The attempt to find his mother begins an odyssey that leads from one peril to another. Nicolás searches through a merciless no-man's-land menaced by guerillas on the left and the army on the right. It is a search that ends in still another massacre, and a heroic gesture by the boy who comes to understand, as grown-ups seemingly cannot, that guns and violence are not the answer; that, in war, there are no winners, and that the ultimate losers are the innocent caught in the middle.

Chapter One

Later, after the bombs went off, after the monstrous black clouds they sent up dissipated in the gentle breeze, after the shooters, whoever they might have been, pocketed their stubby handguns and vanished into the crowd, after the police ceased returning fire and attempted instead, with their superior presence, to control a multitude run amuck, it would be clear it was a bullet to the head that killed her.
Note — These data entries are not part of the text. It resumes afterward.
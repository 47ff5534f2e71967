use chrono::NaiveDate;
use serde::{de::DeserializeOwned, Deserialize, Serialize};
use serde_json::{json, Value};
use tracing::{debug, error};
use uuid::Uuid;

use crate::{
    accounts::services::AccountService,
    analytics::services::AnalyticsService,
    budgets::services::BudgetService,
    categories::services::CategoryService,
    debts::services::DebtService,
    goals::services::GoalService,
    service_err::{ServiceError, ServiceResult},
    transactions::{
        services::TransactionService, NewTransactionData, TransactionKind, TransactionQuery,
    },
};

use super::client::ToolDefinition;

/// The services the assistant acts through, always on behalf of the user it
/// is talking to.
#[derive(Clone)]
pub struct Toolbox {
    pub account_service: AccountService,
    pub category_service: CategoryService,
    pub transaction_service: TransactionService,
    pub analytics_service: AnalyticsService,
    pub budget_service: BudgetService,
    pub goal_service: GoalService,
    pub debt_service: DebtService,
}

fn no_parameters() -> Value {
    json!({ "type": "object", "properties": {} })
}

pub fn definitions() -> Vec<ToolDefinition> {
    vec![
        ToolDefinition {
            name: "list_accounts",
            description: "List the user's accounts with balances, including shared accounts.",
            parameters: no_parameters(),
        },
        ToolDefinition {
            name: "list_categories",
            description: "List the user's income and expense categories.",
            parameters: no_parameters(),
        },
        ToolDefinition {
            name: "list_transactions",
            description: "List the most recent transactions, optionally filtered. Amounts are in minor units.",
            parameters: json!({
                "type": "object",
                "properties": {
                    "accountId": { "type": "string", "format": "uuid" },
                    "categoryId": { "type": "string", "format": "uuid" },
                    "kind": { "type": "string", "enum": ["income", "expense"] },
                    "from": { "type": "string", "format": "date" },
                    "to": { "type": "string", "format": "date" },
                    "search": { "type": "string", "description": "Text contained in the description." },
                },
            }),
        },
        ToolDefinition {
            name: "create_transaction",
            description: "Record an income or expense. Amounts are positive integers in minor units, eg cents.",
            parameters: json!({
                "type": "object",
                "properties": {
                    "accountId": { "type": "string", "format": "uuid" },
                    "categoryId": { "type": "string", "format": "uuid" },
                    "kind": { "type": "string", "enum": ["income", "expense"] },
                    "amount": { "type": "integer", "minimum": 1 },
                    "description": { "type": "string" },
                    "date": { "type": "string", "format": "date" },
                },
                "required": ["accountId", "kind", "amount", "description", "date"],
            }),
        },
        ToolDefinition {
            name: "get_summary",
            description: "Total income, expenses and balance across all of the user's accounts.",
            parameters: no_parameters(),
        },
        ToolDefinition {
            name: "list_budgets",
            description: "List budgets with how much has been spent in the current period.",
            parameters: no_parameters(),
        },
        ToolDefinition {
            name: "list_goals",
            description: "List saving goals with progress towards each target.",
            parameters: no_parameters(),
        },
        ToolDefinition {
            name: "list_debts",
            description: "List debts with interest and the amount still outstanding.",
            parameters: no_parameters(),
        },
    ]
}

#[derive(Deserialize)]
#[serde(rename_all = "camelCase")]
struct TransactionFilter {
    account_id: Option<Uuid>,
    category_id: Option<Uuid>,
    kind: Option<TransactionKind>,
    from: Option<NaiveDate>,
    to: Option<NaiveDate>,
    search: Option<String>,
}

impl Toolbox {
    /// Run a tool call and describe the outcome for the model. Failures are
    /// reported back to the model rather than ending the conversation.
    pub async fn call(
        &self,
        user_id: Uuid,
        today: NaiveDate,
        name: &str,
        arguments: &str,
    ) -> Value {
        debug!(%user_id, tool = name, "Running assistant tool.");

        match self.dispatch(user_id, today, name, arguments).await {
            Ok(value) => value,
            Err(ServiceError::Other(error)) => {
                error!(?error, tool = name, "Assistant tool failed.");

                json!({ "error": "Something went wrong while running the tool." })
            }
            Err(error) => json!({ "error": error.to_string() }),
        }
    }

    async fn dispatch(
        &self,
        user_id: Uuid,
        today: NaiveDate,
        name: &str,
        arguments: &str,
    ) -> ServiceResult<Value> {
        let value = match name {
            "list_accounts" => to_json(self.account_service.list_accounts(user_id).await?)?,
            "list_categories" => to_json(self.category_service.list_categories(user_id).await?)?,
            "list_transactions" => {
                let filter: TransactionFilter = parse_arguments(arguments)?;
                let page = self
                    .transaction_service
                    .list_transactions(TransactionQuery {
                        user_id,
                        account_id: filter.account_id,
                        category_id: filter.category_id,
                        kind: filter.kind,
                        from: filter.from,
                        to: filter.to,
                        search: filter.search,
                        ..Default::default()
                    })
                    .await?;

                to_json(page.items)?
            }
            "create_transaction" => {
                let data: NewTransactionData = parse_arguments(arguments)?;

                to_json(self.transaction_service.create_transaction(user_id, data).await?)?
            }
            "get_summary" => to_json(self.analytics_service.summary(user_id).await?)?,
            "list_budgets" => to_json(self.budget_service.list_budgets(user_id, today).await?)?,
            "list_goals" => to_json(self.goal_service.list_goals(user_id, today).await?)?,
            "list_debts" => to_json(self.debt_service.list_debts(user_id).await?)?,
            other => return Err(ServiceError::Invalid(format!("Unknown tool '{}'.", other))),
        };

        Ok(value)
    }
}

fn parse_arguments<T: DeserializeOwned>(arguments: &str) -> ServiceResult<T> {
    let arguments = match arguments.trim() {
        "" => "{}",
        arguments => arguments,
    };

    serde_json::from_str(arguments)
        .map_err(|error| ServiceError::Invalid(format!("Invalid arguments: {}", error)))
}

fn to_json<T: Serialize>(value: T) -> ServiceResult<Value> {
    Ok(serde_json::to_value(value).map_err(anyhow::Error::from)?)
}
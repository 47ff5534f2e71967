use axum::{
    extract::{Path, State},
    http::StatusCode,
    routing::{get, post},
    Json, Router,
};
use uuid::Uuid;

use crate::{authentication::Session, http_err::ApiResponse, server::AppState};

use super::{
    calculators::{InterestCalculation, InterestResult, ScheduleRow},
    services::DebtService,
    DebtWithTotals, NewDebtData, PaymentData,
};

pub fn routes() -> Router<AppState> {
    Router::new()
        .route("/debts", get(list_debts).post(create_debt))
        .route(
            "/debts/:debt_id",
            get(get_debt).put(update_debt).delete(delete_debt),
        )
        .route("/debts/:debt_id/payments", post(record_payment))
        .route("/debts/:debt_id/schedule", get(get_schedule))
        .route("/calculators/interest", post(calculate_interest))
}

async fn list_debts(
    session: Session,
    State(debt_service): State<DebtService>,
) -> ApiResponse<Json<Vec<DebtWithTotals>>> {
    Ok(Json(debt_service.list_debts(session.user_id()).await?))
}

async fn create_debt(
    session: Session,
    State(debt_service): State<DebtService>,
    Json(data): Json<NewDebtData>,
) -> ApiResponse<(StatusCode, Json<DebtWithTotals>)> {
    let debt = debt_service.create_debt(session.user_id(), data).await?;

    Ok((StatusCode::CREATED, Json(debt)))
}

async fn get_debt(
    session: Session,
    State(debt_service): State<DebtService>,
    Path(debt_id): Path<Uuid>,
) -> ApiResponse<Json<DebtWithTotals>> {
    Ok(Json(debt_service.get_debt(session.user_id(), debt_id).await?))
}

async fn update_debt(
    session: Session,
    State(debt_service): State<DebtService>,
    Path(debt_id): Path<Uuid>,
    Json(data): Json<NewDebtData>,
) -> ApiResponse<Json<DebtWithTotals>> {
    Ok(Json(
        debt_service
            .update_debt(session.user_id(), debt_id, data)
            .await?,
    ))
}

async fn delete_debt(
    session: Session,
    State(debt_service): State<DebtService>,
    Path(debt_id): Path<Uuid>,
) -> ApiResponse<StatusCode> {
    debt_service.delete_debt(session.user_id(), debt_id).await?;

    Ok(StatusCode::NO_CONTENT)
}

async fn record_payment(
    session: Session,
    State(debt_service): State<DebtService>,
    Path(debt_id): Path<Uuid>,
    Json(data): Json<PaymentData>,
) -> ApiResponse<(StatusCode, Json<DebtWithTotals>)> {
    let debt = debt_service
        .record_payment(session.user_id(), debt_id, data)
        .await?;

    Ok((StatusCode::CREATED, Json(debt)))
}

async fn get_schedule(
    session: Session,
    State(debt_service): State<DebtService>,
    Path(debt_id): Path<Uuid>,
) -> ApiResponse<Json<Vec<ScheduleRow>>> {
    Ok(Json(debt_service.schedule(session.user_id(), debt_id).await?))
}

async fn calculate_interest(
    _session: Session,
    State(debt_service): State<DebtService>,
    Json(calculation): Json<InterestCalculation>,
) -> ApiResponse<Json<InterestResult>> {
    Ok(Json(debt_service.calculate_interest(calculation)?))
}
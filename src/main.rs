#[tokio::main]
async fn main() -> anyhow::Result<()> {
    expense_tracker_api::cli::run_with_sys_args().await
}
use anyhow::Context as _;
use serde::Serialize;
use tera::{Context, Tera};

/// Email bodies, compiled into the binary.
const TEMPLATES: [(&str, &str); 6] = [
    (
        "emails/welcome.txt",
        include_str!("../../templates/emails/welcome.txt"),
    ),
    (
        "emails/budget_alert.txt",
        include_str!("../../templates/emails/budget_alert.txt"),
    ),
    (
        "emails/goal_reminder.txt",
        include_str!("../../templates/emails/goal_reminder.txt"),
    ),
    (
        "emails/bill_reminder.txt",
        include_str!("../../templates/emails/bill_reminder.txt"),
    ),
    (
        "emails/debt_reminder.txt",
        include_str!("../../templates/emails/debt_reminder.txt"),
    ),
    (
        "emails/invitation.txt",
        include_str!("../../templates/emails/invitation.txt"),
    ),
];

/// Renders email content.
///
/// Every render gets an `app_url` variable so templates can link back to the
/// frontend.
#[derive(Clone)]
pub struct Templates {
    app_url: String,
    tera: Tera,
}

impl Templates {
    pub fn new(app_url: impl Into<String>) -> anyhow::Result<Self> {
        let mut tera = Tera::default();
        tera.add_raw_templates(TEMPLATES)
            .context("Failed to compile email templates.")?;

        Ok(Self {
            app_url: app_url.into().trim_end_matches('/').to_owned(),
            tera,
        })
    }

    pub fn render<T: Serialize>(&self, name: &str, values: &T) -> anyhow::Result<String> {
        let mut context = Context::from_serialize(values)
            .with_context(|| format!("Failed to build context for {}.", name))?;
        context.insert("app_url", &self.app_url);

        self.tera
            .render(name, &context)
            .with_context(|| format!("Failed to render {}.", name))
    }
}

#[cfg(test)]
mod test {
    use serde_json::json;

    use super::*;

    #[test]
    fn renders_with_app_url() {
        let templates = Templates::new("https://app.example.com/").unwrap();

        let content = templates
            .render(
                "emails/welcome.txt",
                &json!({ "name": "Sam", "account": "Cash" }),
            )
            .unwrap();

        assert!(content.contains("Hi Sam,"));
        assert!(content.contains("\"Cash\" account"));
        assert!(content.contains("https://app.example.com to get started"));
    }

    #[test]
    fn goal_reminder_mentions_due_today() {
        let templates = Templates::new("http://localhost").unwrap();

        let content = templates
            .render(
                "emails/goal_reminder.txt",
                &json!({
                    "name": "Sam",
                    "goal": "Bike",
                    "days_left": 0,
                    "target_date": "2024-05-01",
                    "saved": "10.00",
                    "target": "20.00",
                    "percent": 50,
                    "required_monthly": null,
                }),
            )
            .unwrap();

        assert!(content.contains("Today is the target date for your goal \"Bike\"."));
    }
}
But for now, she was alive. Until the shooting, the crowd had filled the cathedral to overflowing; it had backed up against the doors, spilled down the broad steps and out into the plaza, where tens of thousands of El Salvador's faithful drove elbows and shoulders into each other, where but a dozen held umbrellas over their heads as a hedge against the sun, and the majority stood acceptingly in the heat, sweat staining half-moons under their arms and triangles over their breastbones. Everywhere there was the stale odor of humanity pressed together in mourning.

...

Please be aware that this discussion guide may contain spoilers!
  1. The novel’s story is told through the eyes of Nicolás Veras, a nine-year-old Salvadoran boy. Do you think this point of view is effective? What do you think is gained by portraying the story this way? Would the story have been more powerful if told through the point of view of an adult?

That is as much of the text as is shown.